*** Opening of Provided data ***

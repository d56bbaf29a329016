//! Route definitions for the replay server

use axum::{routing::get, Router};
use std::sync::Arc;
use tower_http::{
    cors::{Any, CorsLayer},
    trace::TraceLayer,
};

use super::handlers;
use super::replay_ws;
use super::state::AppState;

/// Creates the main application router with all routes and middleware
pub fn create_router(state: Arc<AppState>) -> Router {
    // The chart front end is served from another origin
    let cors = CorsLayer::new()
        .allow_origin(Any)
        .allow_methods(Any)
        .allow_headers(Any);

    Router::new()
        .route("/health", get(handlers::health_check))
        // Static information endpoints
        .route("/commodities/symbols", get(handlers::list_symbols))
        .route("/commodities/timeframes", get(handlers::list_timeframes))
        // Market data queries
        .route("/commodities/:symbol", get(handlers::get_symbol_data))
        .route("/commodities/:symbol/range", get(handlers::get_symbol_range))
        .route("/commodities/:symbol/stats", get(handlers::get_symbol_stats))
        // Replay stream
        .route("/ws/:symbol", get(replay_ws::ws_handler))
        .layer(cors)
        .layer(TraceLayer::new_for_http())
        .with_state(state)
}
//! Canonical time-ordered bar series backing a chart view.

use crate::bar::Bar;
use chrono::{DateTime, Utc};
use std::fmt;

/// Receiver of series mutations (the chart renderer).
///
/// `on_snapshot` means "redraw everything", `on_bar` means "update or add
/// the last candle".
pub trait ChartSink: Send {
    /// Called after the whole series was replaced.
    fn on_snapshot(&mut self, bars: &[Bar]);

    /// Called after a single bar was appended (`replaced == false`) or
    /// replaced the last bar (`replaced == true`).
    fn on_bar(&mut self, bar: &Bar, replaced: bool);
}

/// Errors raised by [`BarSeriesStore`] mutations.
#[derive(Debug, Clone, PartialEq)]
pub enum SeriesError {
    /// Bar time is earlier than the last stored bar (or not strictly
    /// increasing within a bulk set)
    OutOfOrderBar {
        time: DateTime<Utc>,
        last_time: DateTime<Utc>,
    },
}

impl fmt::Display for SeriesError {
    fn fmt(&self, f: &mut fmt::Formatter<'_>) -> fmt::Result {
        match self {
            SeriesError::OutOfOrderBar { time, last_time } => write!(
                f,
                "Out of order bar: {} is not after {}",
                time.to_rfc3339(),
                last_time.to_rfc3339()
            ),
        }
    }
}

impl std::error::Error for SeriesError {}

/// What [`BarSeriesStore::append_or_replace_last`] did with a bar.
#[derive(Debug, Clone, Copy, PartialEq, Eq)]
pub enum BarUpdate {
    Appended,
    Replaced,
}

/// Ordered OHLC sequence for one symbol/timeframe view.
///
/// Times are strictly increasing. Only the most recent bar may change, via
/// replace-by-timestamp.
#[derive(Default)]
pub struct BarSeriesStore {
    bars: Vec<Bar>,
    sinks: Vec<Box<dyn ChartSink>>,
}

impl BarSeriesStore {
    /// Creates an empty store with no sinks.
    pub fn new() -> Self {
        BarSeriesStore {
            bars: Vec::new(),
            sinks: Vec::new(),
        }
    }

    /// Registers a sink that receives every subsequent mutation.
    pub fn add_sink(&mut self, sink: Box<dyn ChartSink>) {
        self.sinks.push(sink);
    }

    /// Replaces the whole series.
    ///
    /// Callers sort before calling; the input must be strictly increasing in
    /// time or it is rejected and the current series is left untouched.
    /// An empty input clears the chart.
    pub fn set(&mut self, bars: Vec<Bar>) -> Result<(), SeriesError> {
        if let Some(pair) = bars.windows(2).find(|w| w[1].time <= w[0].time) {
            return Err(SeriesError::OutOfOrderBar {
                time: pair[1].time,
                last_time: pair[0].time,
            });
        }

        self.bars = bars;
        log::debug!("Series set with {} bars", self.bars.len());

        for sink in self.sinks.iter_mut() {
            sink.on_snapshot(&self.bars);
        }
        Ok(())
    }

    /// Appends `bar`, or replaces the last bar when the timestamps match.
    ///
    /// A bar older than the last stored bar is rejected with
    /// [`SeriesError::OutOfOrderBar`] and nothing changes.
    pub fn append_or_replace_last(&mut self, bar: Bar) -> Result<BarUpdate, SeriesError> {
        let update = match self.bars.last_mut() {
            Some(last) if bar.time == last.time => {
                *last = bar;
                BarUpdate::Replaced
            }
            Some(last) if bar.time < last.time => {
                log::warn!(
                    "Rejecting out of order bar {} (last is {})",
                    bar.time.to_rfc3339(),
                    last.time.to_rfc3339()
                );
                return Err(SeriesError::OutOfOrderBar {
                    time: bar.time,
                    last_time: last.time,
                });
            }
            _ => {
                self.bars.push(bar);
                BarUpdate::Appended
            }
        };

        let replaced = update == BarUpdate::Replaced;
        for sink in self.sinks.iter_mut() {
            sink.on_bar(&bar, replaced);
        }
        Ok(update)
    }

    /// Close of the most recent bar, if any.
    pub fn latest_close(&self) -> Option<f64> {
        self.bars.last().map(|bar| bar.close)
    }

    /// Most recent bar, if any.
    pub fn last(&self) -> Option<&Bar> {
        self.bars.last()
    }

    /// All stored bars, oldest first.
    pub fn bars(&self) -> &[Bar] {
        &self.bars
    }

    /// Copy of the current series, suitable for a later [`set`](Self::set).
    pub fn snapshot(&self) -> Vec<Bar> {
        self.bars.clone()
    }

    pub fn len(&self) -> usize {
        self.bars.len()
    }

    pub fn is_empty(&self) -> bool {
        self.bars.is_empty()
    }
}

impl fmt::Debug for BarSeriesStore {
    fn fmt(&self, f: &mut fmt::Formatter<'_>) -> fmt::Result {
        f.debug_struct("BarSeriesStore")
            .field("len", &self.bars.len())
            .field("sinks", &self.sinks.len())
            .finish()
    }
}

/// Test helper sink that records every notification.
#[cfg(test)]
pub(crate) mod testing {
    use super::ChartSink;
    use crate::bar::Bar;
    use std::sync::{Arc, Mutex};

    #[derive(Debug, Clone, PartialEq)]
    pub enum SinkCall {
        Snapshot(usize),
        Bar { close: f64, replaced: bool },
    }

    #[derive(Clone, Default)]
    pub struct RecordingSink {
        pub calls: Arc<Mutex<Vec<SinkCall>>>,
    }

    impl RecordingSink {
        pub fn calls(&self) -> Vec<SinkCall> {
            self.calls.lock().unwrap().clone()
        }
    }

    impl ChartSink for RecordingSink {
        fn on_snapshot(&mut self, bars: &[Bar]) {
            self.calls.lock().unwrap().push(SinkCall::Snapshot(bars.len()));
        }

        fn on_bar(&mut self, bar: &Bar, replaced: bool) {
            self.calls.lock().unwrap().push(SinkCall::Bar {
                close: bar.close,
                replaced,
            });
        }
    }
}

*** Close of Provided data ***

▸ Task description
Output exactly the lines of the records from the first through the one bearing "let cors = CorsLayer::new()", both ends included.

▸ Exercise solution
repository d56bbaf29a329016
//! Route definitions for the replay server

use axum::{routing::get, Router};
use std::sync::Arc;
use tower_http::{
    cors::{Any, CorsLayer},
    trace::TraceLayer,
};

use super::handlers;
use super::replay_ws;
use super::state::AppState;

/// Creates the main application router with all routes and middleware
pub fn create_router(state: Arc<AppState>) -> Router {
    // The chart front end is served from another origin
    let cors = CorsLayer::new()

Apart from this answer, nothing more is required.